Iran unexpectedly delays trial of American hikers
BERKELEY, Calif. (KGO) -- Iran suddenly postponed the start of the espionage trial of three American hikers without explanation. Shane Bauer and Josh Fattal are still imprisoned in Tehran and did not appear in court Wednesday. The unexpected delay has left Sara Shourd, who returned to the U.S. after being released on bail, uneasy.
The American hiklers' attorney in Iran actually thought a verdict might come down Wednesday, but instead Iranian officials delayed the trial and are being very tight-lipped about the reason why.
"Shane and Josh are in extreme isolation, they could be sick, we have no guarantees they could be safe, we don't even have a sign they're alive," Shourd said. "We were hoping and praying for a resolution today and now we have more devastation, more letdowns."
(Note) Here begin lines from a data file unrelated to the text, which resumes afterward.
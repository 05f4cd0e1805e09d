//! Domain event sink trait and implementations.

use std::sync::{Arc, Mutex};

use super::DomainEvent;

/// Receives domain events from the core services.
///
/// - `emit()` must not block (no network calls)
/// - Implementations queue events for async processing
/// - Emission is best-effort and never fails a domain operation
pub trait DomainEventSink: Send + Sync {
    fn emit(&self, event: DomainEvent);

    /// Default implementation calls `emit()` for each event.
    fn emit_batch(&self, events: Vec<DomainEvent>) {
        for event in events {
            self.emit(event);
        }
    }
}

/// Discards every event.
#[derive(Clone, Default)]
pub struct NoOpDomainEventSink;

impl DomainEventSink for NoOpDomainEventSink {
    fn emit(&self, _event: DomainEvent) {}
}

/// Writes every event to the `log` facade at info level.
#[derive(Clone, Default)]
pub struct LoggingEventSink;

impl DomainEventSink for LoggingEventSink {
    fn emit(&self, event: DomainEvent) {
        match serde_json::to_string(&event) {
            Ok(json) => log::info!("domain event: {}", json),
            Err(e) => log::warn!("domain event {:?} could not be serialized: {}", event, e),
        }
    }
}

/// Keeps emitted events in memory, in emission order.
#[derive(Clone, Default)]
pub struct RecordingEventSink {
    events: Arc<Mutex<Vec<DomainEvent>>>,
}

impl RecordingEventSink {
    pub fn new() -> Self {
        Self::default()
    }

    /// Returns all collected events.
    pub fn events(&self) -> Vec<DomainEvent> {
        self.events
            .lock()
            .map(|events| events.clone())
            .unwrap_or_default()
    }

    pub fn clear(&self) {
        if let Ok(mut events) = self.events.lock() {
            events.clear();
        }
    }

    pub fn len(&self) -> usize {
        self.events.lock().map(|events| events.len()).unwrap_or(0)
    }

    pub fn is_empty(&self) -> bool {
        self.len() == 0
    }
}

impl DomainEventSink for RecordingEventSink {
    fn emit(&self, event: DomainEvent) {
        match self.events.lock() {
            Ok(mut events) => events.push(event),
            Err(e) => log::error!("event recorder lock poisoned, dropping event: {}", e),
        }
    }
}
Iranian officials arrested the three UC Berkeley graduates nearly two years ago, along the Iraq-Iran border, accusing them of spying. The three say they were hiking and accidentally wandered into the country. Shourd says they were equipped with only a camera, did not speak Farsi and she even lacked appropriate clothing.
"It's mandatory to wear a head scarf in Iran; they had to buy me one, the soldiers took me to a store before they took me to the police station," Shourd said.
Shourd was released after 14 months on $500,000 bail. The men have now been detained for 21 months.
"We're still just sort of reeling from the emotion, the disappointment," Shourd said. "I'm sure that's what Shane and Josh are doing sitting in their cells in complete devastation. Wondering, 'Why can't we go to court? Why can't we have a fair trial?'"
Professor Abbas Milani is director of the Iranian studies program at Stanford University. He has just authored a book on the last shah and is on the current regime's "enemies list."
"It is a regime that acts with absolute disregard for human rights and due process," Milani said.
Milani says Bauer and Fattal's fate will not be decided by a trial, but by someone at the top of the regime, which is right now preoccupied with severe in-fighting.
"They were innocent pawns before in the battle between the regime and the US, now they're innocent pawns in the battle between factions within the regime," Milani said.
Shourd was summoned to return for her trial, but is not going. She sent Iranian officials a psychological report saying her post-traumatic stress symptoms would be aggravated by a return. She says every indication is Iranian authorities are satisfied with that response.